I had to have my second precautionary pee of the morning, and did some milling around self-consciously. Volunteers started to emerge from the club house and head out to their individually identified hot spots.
More and more people started to descend on the area. The anticipation built.
After a bit, a call went out for the first timers briefing. There was a fair few of us, the majority were tourists, but some were locals, some even first time ever parkrunners, sigh, their lives will never be the same again. I followed the mob to the briefing. There was a description of the course. ‘See that hill, it’s not that one that everyone has been talking about‘. Oh, maybe I should have concentrated a bit more on understanding what the course was like. Clearly this mythical hill is a thing of wonder, and not to be approached too lightly. All were welcomed, and having established no-one was intending to be faster than 20 minutes, the basic advice is to follow the person in front and listen to marshals, which always works for me. All friendly though, and welcoming, which is the main thing. Thank you welcoming first time briefer.

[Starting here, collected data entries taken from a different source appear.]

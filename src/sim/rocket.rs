//! Rocket flight
//!
//! The rocket is created on a circular orbit around the first planet,
//! optionally flies in along a Bézier curve during the intro, and is then
//! driven by gravity plus whatever thrust the control scheme asks for.

use glam::Vec2;
use rand::Rng;
use serde::{Deserialize, Serialize};

use super::gravity::{self, GravityField};
use super::state::{Planet, World};
use super::tick::TickInput;
use crate::consts::*;
use crate::settings::{ControlMode, DevSettings};
use crate::{heading_angle, rand_range};

/// Radial damping gain of the stabilizer
const RADIAL_CORRECTION_GAIN: f32 = 80.0;
/// Tangential speed-matching gain of the stabilizer
const TANGENTIAL_CORRECTION_GAIN: f32 = 60.0;
/// Intro entry points sit this far outside the left/right world edges
const INTRO_ENTRY_MARGIN: f32 = 100.0;
/// Intro control point distance as a share of the entry-to-target distance
const INTRO_CONTROL_FACTOR: f32 = 0.8;

/// Orbital insertion state the rocket is delivered to
#[derive(Debug, Clone, Copy, PartialEq, Serialize, Deserialize)]
pub struct OrbitTarget {
    pub pos: Vec2,
    pub vel: Vec2,
}

/// Quadratic Bézier the rocket follows during the intro
#[derive(Debug, Clone, Copy, PartialEq, Serialize, Deserialize)]
pub struct IntroPath {
    pub p0: Vec2,
    pub p1: Vec2,
    pub p2: Vec2,
}

impl IntroPath {
    pub fn point(&self, t: f32) -> Vec2 {
        let u = 1.0 - t;
        self.p0 * (u * u) + self.p1 * (2.0 * u * t) + self.p2 * (t * t)
    }

    /// Direction of travel as the path arrives at `p2`
    pub fn end_tangent(&self) -> Vec2 {
        self.p2 - self.p1
    }
}

/// Thrust actually applied in a step, for effects and HUD
#[derive(Debug, Clone, Copy, Default, PartialEq, Serialize, Deserialize)]
pub struct ThrustOutput {
    pub applied: Vec2,
    /// Flame size; in drag mode this is the throttle before speed scaling
    pub visual_magnitude: f32,
}

#[derive(Debug, Clone, Serialize, Deserialize)]
pub struct Rocket {
    pub pos: Vec2,
    pub vel: Vec2,
    /// Facing (rad); 0 points up the screen
    pub angle: f32,
    pub radius: f32,
    pub collision_radius: f32,
    pub fuel: f32,
    pub max_fuel: f32,
    pub destroyed: bool,
    pub spinning: bool,
    pub target: OrbitTarget,
    pub intro_path: Option<IntroPath>,
}

impl Rocket {
    /// Create the rocket for a new attempt around `primary`.
    ///
    /// With the intro enabled the rocket waits at the start of its intro
    /// path; otherwise it is placed directly on the orbit.
    pub fn spawn<R: Rng + ?Sized>(primary: &Planet, world: &World, settings: &DevSettings, rng: &mut R) -> Self {
        let spawn_distance = primary.radius + (primary.influence_radius() - primary.radius) * 0.5;
        let stable_speed = gravity::stable_orbit_speed(
            spawn_distance,
            primary.gravity_factor,
            settings.gravity_mode,
            settings.speed_regulator,
        );
        let orbital_speed = stable_speed * settings.decaying_orbit_factor;
        let spawn_angle = rand_range(rng, 0.0, std::f32::consts::TAU);
        let (sin, cos) = spawn_angle.sin_cos();

        let target = OrbitTarget {
            pos: primary.pos + Vec2::new(cos, sin) * spawn_distance,
            vel: Vec2::new(-sin, cos) * orbital_speed,
        };

        let (max_fuel, fuel) = if settings.fuel_enabled() {
            (settings.fuel_seconds, settings.fuel_seconds)
        } else {
            (1.0, 1.0)
        };

        let mut rocket = Self {
            pos: target.pos,
            vel: target.vel,
            angle: heading_angle(target.vel),
            radius: ROCKET_RADIUS,
            collision_radius: ROCKET_RADIUS * ROCKET_COLLISION_SCALE,
            fuel,
            max_fuel,
            destroyed: false,
            spinning: false,
            target,
            intro_path: None,
        };

        if settings.play_intro {
            let path = choose_intro_path(world, &target);
            rocket.pos = path.p0;
            rocket.vel = Vec2::ZERO;
            rocket.angle = 0.0;
            rocket.intro_path = Some(path);
        }
        rocket
    }

    /// Put the rocket exactly on its orbit target
    pub fn snap_to_target(&mut self) {
        self.pos = self.target.pos;
        self.vel = self.target.vel;
        self.angle = heading_angle(self.vel);
    }
}

/// Pick the side of the screen whose approach curve arrives most nearly
/// along the orbit direction. Ties go to the right side.
fn choose_intro_path(world: &World, target: &OrbitTarget) -> IntroPath {
    let p2 = target.pos;
    let back = -target.vel.normalize_or_zero();
    let candidate = |p0: Vec2| IntroPath {
        p0,
        p1: p2 + back * p0.distance(p2) * INTRO_CONTROL_FACTOR,
        p2,
    };
    let alignment = |path: &IntroPath| {
        let tangent = path.end_tangent();
        let denom = nonzero_or_one(tangent.length()) * nonzero_or_one(target.vel.length());
        tangent.dot(target.vel) / denom
    };

    let left = candidate(Vec2::new(-INTRO_ENTRY_MARGIN, world.height / 2.0));
    let right = candidate(Vec2::new(world.width + INTRO_ENTRY_MARGIN, world.height / 2.0));
    if alignment(&left) > alignment(&right) {
        left
    } else {
        right
    }
}

#[inline]
fn nonzero_or_one(v: f32) -> f32 {
    if v == 0.0 { 1.0 } else { v }
}

/// Cubic ease-in-out
#[inline]
fn ease_in_out_cubic(t: f32) -> f32 {
    if t < 0.5 {
        4.0 * t * t * t
    } else {
        1.0 - (-2.0 * t + 2.0).powi(3) / 2.0
    }
}

/// Advance the intro. Returns the time left over past the end of the intro
/// once it finishes, at which point the rocket sits exactly on its target.
pub fn update_intro(rocket: &mut Rocket, intro_timer: &mut f32, dt: f32) -> Option<f32> {
    *intro_timer += dt;
    let anim_duration = INTRO_DURATION - SHIP_ANIM_START;
    let t_ship = ((*intro_timer - SHIP_ANIM_START).max(0.0) / anim_duration).min(1.0);

    if t_ship > 0.0
        && let Some(path) = rocket.intro_path
    {
        let prev = rocket.pos;
        rocket.pos = path.point(ease_in_out_cubic(t_ship));
        if t_ship > 0.01 && dt > 0.0 {
            rocket.vel = (rocket.pos - prev) / dt;
            rocket.angle = heading_angle(rocket.vel);
        }
    }

    if *intro_timer >= INTRO_DURATION {
        rocket.snap_to_target();
        return Some(*intro_timer - INTRO_DURATION);
    }
    None
}

/// Thrust available this step before any direction is chosen
fn thrust_budget(settings: &DevSettings, stabilizing: bool) -> f32 {
    let mut budget = THRUST_FORCE * settings.speed_factor();
    if stabilizing && settings.control_mode == ControlMode::Drag {
        budget *= settings.mode2_thrust_multiplier;
    }
    budget
}

/// Correction that damps radial motion and matches the stable orbital
/// speed around `planet`. `None` when the rocket sits on the planet centre.
fn stabilizer_correction(rocket: &Rocket, planet: &Planet, settings: &DevSettings) -> Option<(Vec2, Vec2, f32)> {
    let delta = planet.pos - rocket.pos;
    let dist = delta.length();
    if dist <= 0.0 {
        return None;
    }
    let sr = settings.speed_regulator;
    let radial = delta / dist;
    let tangent = Vec2::new(-delta.y, delta.x) / dist;

    let mut correction = Vec2::ZERO;
    let radial_speed = rocket.vel.dot(radial);
    if radial_speed.abs() > settings.stabilization_radial_threshold * sr {
        correction += radial * (-radial_speed * RADIAL_CORRECTION_GAIN);
    }

    let stable_speed = gravity::stable_orbit_speed(dist, planet.gravity_factor, settings.gravity_mode, sr);
    let tangential_speed = rocket.vel.dot(tangent);
    let orbit_direction = if tangential_speed < 0.0 { -1.0 } else { 1.0 };
    let target_speed = stable_speed * orbit_direction;
    let speed_diff = target_speed - tangential_speed;
    if speed_diff.abs() > settings.stabilization_speed_threshold * sr {
        correction += tangent * (speed_diff * TANGENTIAL_CORRECTION_GAIN);
    }

    Some((correction, tangent, target_speed))
}

/// Thrust for the drag scheme from a throttle in `[-1, 1]`.
/// Returns the applied thrust and the unscaled magnitude for the flame.
fn drag_thrust(rocket: &Rocket, throttle: f32, settings: &DevSettings) -> (Vec2, f32) {
    let throttle = throttle.clamp(-1.0, 1.0);
    let unscaled = throttle.abs() * THRUST_FORCE * settings.mode2_thrust_multiplier;
    let magnitude = unscaled * settings.speed_factor();

    let speed = rocket.vel.length();
    let applied = if speed > 0.0 {
        rocket.vel / speed * magnitude * throttle.signum()
    } else if throttle > 0.0 {
        let forward = rocket.angle - std::f32::consts::FRAC_PI_2;
        Vec2::new(forward.cos(), forward.sin()) * magnitude
    } else {
        Vec2::ZERO
    };
    (applied, unscaled)
}

/// One playing step of rocket physics.
///
/// Chooses thrust (stabilizer, retrograde or drag), burns fuel for it, then
/// integrates with semi-implicit Euler: velocity first, then position from
/// the new velocity.
pub fn update_flying(
    rocket: &mut Rocket,
    field: &GravityField,
    dominant: Option<&Planet>,
    input: &TickInput,
    settings: &DevSettings,
    dt: f32,
) -> ThrustOutput {
    let mut output = ThrustOutput::default();
    let has_fuel = !settings.fuel_enabled() || rocket.fuel > 0.0;

    if input.thrusting && has_fuel {
        let stabilizing = settings.enable_stabilization && input.double_tap_hold;
        let budget = thrust_budget(settings, stabilizing);

        match (stabilizing, dominant) {
            (true, Some(planet)) => {
                if let Some((correction, tangent, target_speed)) =
                    stabilizer_correction(rocket, planet, settings)
                {
                    let required = correction.length();
                    if required <= budget {
                        rocket.vel = tangent * target_speed;
                    } else {
                        output.applied = correction / required * budget;
                    }
                }
            }
            _ => match settings.control_mode {
                ControlMode::Retrograde => {
                    output.applied = -field.force.normalize_or_zero() * budget;
                }
                ControlMode::Drag => {
                    if let Some(throttle) = input.drag {
                        let (applied, unscaled) = drag_thrust(rocket, throttle, settings);
                        output.applied = applied;
                        output.visual_magnitude = unscaled;
                    }
                }
            },
        }

        if output.visual_magnitude == 0.0 {
            output.visual_magnitude = output.applied.length();
        }

        if settings.fuel_enabled() {
            burn_fuel(rocket, output.applied.length(), settings, dt);
        }
    }

    rocket.vel += (field.force + output.applied) * dt;
    if !rocket.destroyed {
        rocket.pos += rocket.vel * dt;
        rocket.angle = heading_angle(rocket.vel);
    }
    output
}

/// Drain fuel in proportion to the thrust actually applied
fn burn_fuel(rocket: &mut Rocket, applied: f32, settings: &DevSettings, dt: f32) {
    let full_thrust = THRUST_FORCE * settings.speed_factor();
    if full_thrust <= 0.0 {
        return;
    }
    let mut ratio = applied / full_thrust;
    if settings.control_mode == ControlMode::Drag && settings.mode2_thrust_multiplier > 0.0 {
        ratio /= settings.mode2_thrust_multiplier;
    }
    rocket.fuel = (rocket.fuel - dt * ratio).max(0.0);
}

/// Game-over motion: a rocket that left the play area spins and drifts;
/// a destroyed one stays put.
pub fn update_frozen(rocket: &mut Rocket, dt: f32) {
    if rocket.spinning && !rocket.destroyed {
        rocket.angle += ROCKET_SPIN_SPEED * dt;
        rocket.pos += rocket.vel * dt;
    }
}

Hang on, should probably do the official Frickley Country parkrun course blah de blah, here it is:
The start and finish are located at the Frickley Athletic Football Club Pavilion. The course consists of mixed trail surfaces. The course is exclusively the Frickley Country Park site. The majority of the course (4K) is one lap, with an additional (1K) loop. The course is undulating, with a challenging hill section at 1K point, however the views from the top are worth the effort of the climb.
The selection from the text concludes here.